*** Dataset extract ***

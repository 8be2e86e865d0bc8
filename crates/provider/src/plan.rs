//! Resource change planning
//!
//! Turns Terraform's proposed new state into a planned state:
//!
//! 1. destroy plans pass through untouched;
//! 2. custom string types keep the prior value when semantically equal;
//! 3. if anything still differs from the prior state, computed attributes
//!    left unset in config become unknown;
//! 4. attribute and block plan modifiers run, collecting replace paths.
//!
//! The resource's own `modify_plan` hook runs afterwards, in the provider.

use std::sync::Arc;

use crate::diag::{AttributePath, Diagnostics};
use crate::modifiers::{PlanModifier, PlanModifierRequest, PlanModifierResponse};
use crate::schema::{Block, Nesting, Schema};
use crate::state::Value;

#[derive(Debug, Default)]
pub struct PlanResult {
    pub planned_state: Value,
    pub requires_replace: Vec<AttributePath>,
    pub diagnostics: Diagnostics,
}

pub fn plan_resource_change(schema: &Schema, prior: &Value, proposed: &Value, config: &Value) -> PlanResult {
    let mut result = PlanResult {
        planned_state: proposed.clone(),
        ..Default::default()
    };
    if proposed.is_null() {
        return result;
    }

    keep_semantically_equal(
        &schema.block,
        &AttributePath::default(),
        prior,
        &mut result.planned_state,
        &mut result.diagnostics,
    );

    if prior.is_null() || result.planned_state != *prior {
        mark_computed_unknown(&schema.block, config, &mut result.planned_state);
    }

    let mut targets = Vec::new();
    collect_modifier_targets(&schema.block, &AttributePath::default(), &result.planned_state, &mut targets);
    for (path, modifiers) in targets {
        run_modifiers(&path, modifiers, prior, config, &mut result);
    }

    result
}

fn keep_semantically_equal(
    block: &Block,
    path: &AttributePath,
    prior: &Value,
    planned: &mut Value,
    diags: &mut Diagnostics,
) {
    let Value::Map(entries) = planned else {
        return;
    };

    for attr in &block.attributes {
        let Some(ty) = &attr.custom_type else {
            continue;
        };
        let (Some(Value::String(proposed)), Some(Value::String(previous))) =
            (entries.get(&attr.name), prior.get(&attr.name))
        else {
            continue;
        };
        if proposed == previous {
            continue;
        }
        let proposed_value = ty.value_from_string(proposed);
        let prior_value = ty.value_from_string(previous);
        match proposed_value.string_semantic_equals(prior_value.as_ref()) {
            Ok(true) => {
                let previous = previous.clone();
                entries.insert(attr.name.clone(), Value::String(previous));
            }
            Ok(false) => {}
            Err(errors) => {
                let attr_path = path.attr(&attr.name);
                for diag in errors {
                    diags.push(match diag.attribute {
                        Some(_) => diag,
                        None => diag.with_attribute(attr_path.clone()),
                    });
                }
            }
        }
    }

    for nested in &block.blocks {
        let nested_prior = prior.get(&nested.name).unwrap_or(&Value::Null);
        let Some(nested_planned) = entries.get_mut(&nested.name) else {
            continue;
        };
        let nested_path = path.attr(&nested.name);
        match (nested.nesting, nested_planned) {
            (Nesting::Single, planned) => {
                keep_semantically_equal(&nested.block, &nested_path, nested_prior, planned, diags);
            }
            (Nesting::List, Value::List(items)) => {
                for (i, item) in items.iter_mut().enumerate() {
                    let prior_item = nested_prior.as_list().and_then(|l| l.get(i)).unwrap_or(&Value::Null);
                    keep_semantically_equal(&nested.block, &nested_path.index(i), prior_item, item, diags);
                }
            }
            // Set elements have no stable identity to pair them with prior ones
            _ => {}
        }
    }
}

fn mark_computed_unknown(block: &Block, config: &Value, planned: &mut Value) {
    let Value::Map(entries) = planned else {
        return;
    };

    for attr in &block.attributes {
        if !attr.computed {
            continue;
        }
        if config.get(&attr.name).map_or(true, Value::is_null) {
            entries.insert(attr.name.clone(), Value::Unknown);
        }
    }

    for nested in &block.blocks {
        let nested_config = config.get(&nested.name).unwrap_or(&Value::Null);
        let Some(nested_planned) = entries.get_mut(&nested.name) else {
            continue;
        };
        match (nested.nesting, nested_planned) {
            (Nesting::Single, planned) => mark_computed_unknown(&nested.block, nested_config, planned),
            (Nesting::List, Value::List(items)) => {
                for (i, item) in items.iter_mut().enumerate() {
                    let config_item = nested_config.as_list().and_then(|l| l.get(i)).unwrap_or(&Value::Null);
                    mark_computed_unknown(&nested.block, config_item, item);
                }
            }
            (Nesting::Set, Value::List(items)) => {
                for item in items.iter_mut() {
                    let config_item = matching_config_element(&nested.block, item, nested_config);
                    mark_computed_unknown(&nested.block, &config_item, item);
                }
            }
            _ => {}
        }
    }
}

/// The config element of a set block whose configurable-only attributes
/// match `planned`.
fn matching_config_element(block: &Block, planned: &Value, config: &Value) -> Value {
    let Some(elements) = config.as_list() else {
        return Value::Null;
    };
    elements
        .iter()
        .find(|element| {
            block
                .attributes
                .iter()
                .filter(|a| !a.computed)
                .all(|a| element.get(&a.name) == planned.get(&a.name))
        })
        .cloned()
        .unwrap_or_default()
}

fn collect_modifier_targets<'s>(
    block: &'s Block,
    path: &AttributePath,
    planned: &Value,
    out: &mut Vec<(AttributePath, &'s [Arc<dyn PlanModifier>])>,
) {
    for attr in &block.attributes {
        if !attr.plan_modifiers.is_empty() {
            out.push((path.attr(&attr.name), attr.plan_modifiers.as_slice()));
        }
    }
    for nested in &block.blocks {
        let nested_path = path.attr(&nested.name);
        if !nested.plan_modifiers.is_empty() {
            out.push((nested_path.clone(), nested.plan_modifiers.as_slice()));
        }
        let nested_planned = planned.get(&nested.name).unwrap_or(&Value::Null);
        match nested.nesting {
            Nesting::Single if matches!(nested_planned, Value::Map(_)) => {
                collect_modifier_targets(&nested.block, &nested_path, nested_planned, out);
            }
            Nesting::List => {
                for (i, item) in nested_planned.as_list().unwrap_or_default().iter().enumerate() {
                    collect_modifier_targets(&nested.block, &nested_path.index(i), item, out);
                }
            }
            _ => {}
        }
    }
}

fn run_modifiers(
    path: &AttributePath,
    modifiers: &[Arc<dyn PlanModifier>],
    prior: &Value,
    config: &Value,
    result: &mut PlanResult,
) {
    let config_value = config.at_path(path).cloned().unwrap_or_default();
    let state_value = prior.at_path(path).cloned().unwrap_or_default();
    let mut resp = PlanModifierResponse {
        plan_value: result.planned_state.at_path(path).cloned().unwrap_or_default(),
        requires_replace: false,
        diagnostics: Diagnostics::new(),
    };

    for modifier in modifiers {
        let plan = result.planned_state.clone();
        let plan_value = resp.plan_value.clone();
        let req = PlanModifierRequest {
            path,
            config_value: &config_value,
            state_value: &state_value,
            plan_value: &plan_value,
            config,
            state: prior,
            plan: &plan,
        };
        modifier.modify(&req, &mut resp);
        if let Some(slot) = result.planned_state.at_path_mut(path) {
            *slot = resp.plan_value.clone();
        }
    }

    if resp.requires_replace && !prior.is_null() {
        result.requires_replace.push(path.clone());
    }
    result.diagnostics.extend(resp.diagnostics);
}

#[cfg(test)]
mod tests {
    use super::*;
    use crate::modifiers::{RequiresReplace, UnitCount, UseStateForUnknown};
    use crate::schema::{AttrType, Attribute};
    use crate::state::{int_value, make_state, string_set_value, string_value};
    use crate::types::ConstraintsType;

    fn schema() -> Schema {
        Schema::new(
            Block::new()
                .attribute(Attribute::string("name").required().plan_modifier(RequiresReplace))
                .attribute(Attribute::number("units").optional().computed().plan_modifier(UnitCount))
                .attribute(Attribute::set("machines", AttrType::String).optional().computed())
                .attribute(
                    Attribute::string("constraints")
                        .optional()
                        .computed()
                        .custom_type(ConstraintsType)
                        .plan_modifier(UseStateForUnknown),
                )
                .attribute(Attribute::string("uuid").computed().plan_modifier(UseStateForUnknown)),
        )
    }

    fn prior() -> Value {
        make_state(vec![
            ("name", string_value("app")),
            ("units", int_value(1)),
            ("machines", string_set_value(["0"])),
            ("constraints", string_value("cores=2 mem=4G")),
            ("uuid", string_value("u-1")),
        ])
    }

    #[test]
    fn test_create_marks_computed_unknown_and_defaults_units() {
        let config = make_state(vec![("name", string_value("app"))]);
        let result = plan_resource_change(&schema(), &Value::Null, &config, &config);

        let planned = &result.planned_state;
        assert_eq!(planned.get("units"), Some(&int_value(1)));
        assert_eq!(planned.get("machines"), Some(&Value::Unknown));
        assert_eq!(planned.get("constraints"), Some(&Value::Unknown));
        assert_eq!(planned.get("uuid"), Some(&Value::Unknown));
        assert!(result.requires_replace.is_empty());
        assert!(result.diagnostics.is_empty());
    }

    #[test]
    fn test_semantically_equal_constraints_plan_no_change() {
        let config = make_state(vec![
            ("name", string_value("app")),
            ("constraints", string_value("mem=4096M cpu-cores=2")),
        ]);
        let mut proposed = prior();
        proposed.set("constraints", string_value("mem=4096M cpu-cores=2"));

        let result = plan_resource_change(&schema(), &prior(), &proposed, &config);
        assert_eq!(result.planned_state, prior());
        assert!(result.diagnostics.is_empty());
    }

    #[test]
    fn test_renaming_requires_replace_and_keeps_uuid() {
        let config = make_state(vec![("name", string_value("other"))]);
        let mut proposed = prior();
        proposed.set("name", string_value("other"));

        let result = plan_resource_change(&schema(), &prior(), &proposed, &config);
        assert_eq!(result.requires_replace, vec![AttributePath::root("name")]);
        assert_eq!(result.planned_state.get("uuid"), Some(&string_value("u-1")));
        assert_eq!(result.planned_state.get("machines"), Some(&Value::Unknown));
    }

    #[test]
    fn test_malformed_constraints_is_an_error() {
        let config = make_state(vec![("name", string_value("app")), ("constraints", string_value("mem"))]);
        let mut proposed = prior();
        proposed.set("constraints", string_value("mem"));

        let result = plan_resource_change(&schema(), &prior(), &proposed, &config);
        assert!(result.diagnostics.has_error());
        let diag = result.diagnostics.iter().next().unwrap();
        assert_eq!(diag.attribute, Some(AttributePath::root("constraints")));
    }

    #[test]
    fn test_reordered_expose_lists_keep_prior_strings() {
        use crate::resources::application::ApplicationResource;
        use crate::resources::Resource;
        use crate::state::bool_value;

        let expose = |cidrs: &str, spaces: &str| {
            Value::List(vec![make_state(vec![
                ("endpoints", Value::Null),
                ("spaces", string_value(spaces)),
                ("cidrs", string_value(cidrs)),
            ])])
        };
        let application = |expose: Value| {
            make_state(vec![
                ("id", string_value("u-1:pg")),
                ("model_uuid", string_value("u-1")),
                ("name", string_value("pg")),
                ("charm", Value::List(vec![make_state(vec![("name", string_value("postgresql"))])])),
                ("units", int_value(1)),
                ("trust", bool_value(false)),
                ("expose", expose),
            ])
        };
        let prior = application(expose("10.0.0.0/24,10.0.1.0/24", "alpha,beta"));
        let proposed = application(expose("10.0.1.0/24, 10.0.0.0/24", "beta,alpha"));

        let result = plan_resource_change(&ApplicationResource::new().schema(), &prior, &proposed, &proposed);
        assert!(result.diagnostics.is_empty(), "{}", result.diagnostics);
        assert!(result.requires_replace.is_empty());
        assert_eq!(result.planned_state, prior);
    }

    #[test]
    fn test_destroy_passes_through() {
        let result = plan_resource_change(&schema(), &prior(), &Value::Null, &Value::Null);
        assert!(result.planned_state.is_null());
        assert!(result.requires_replace.is_empty());
    }
}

*** End of Dataset extract ***

# Aim of the task:
Every line of the records that includes the word "return" should be gathered.

# Exercise output:
        return result;
        return;
        return;
        return Value::Null;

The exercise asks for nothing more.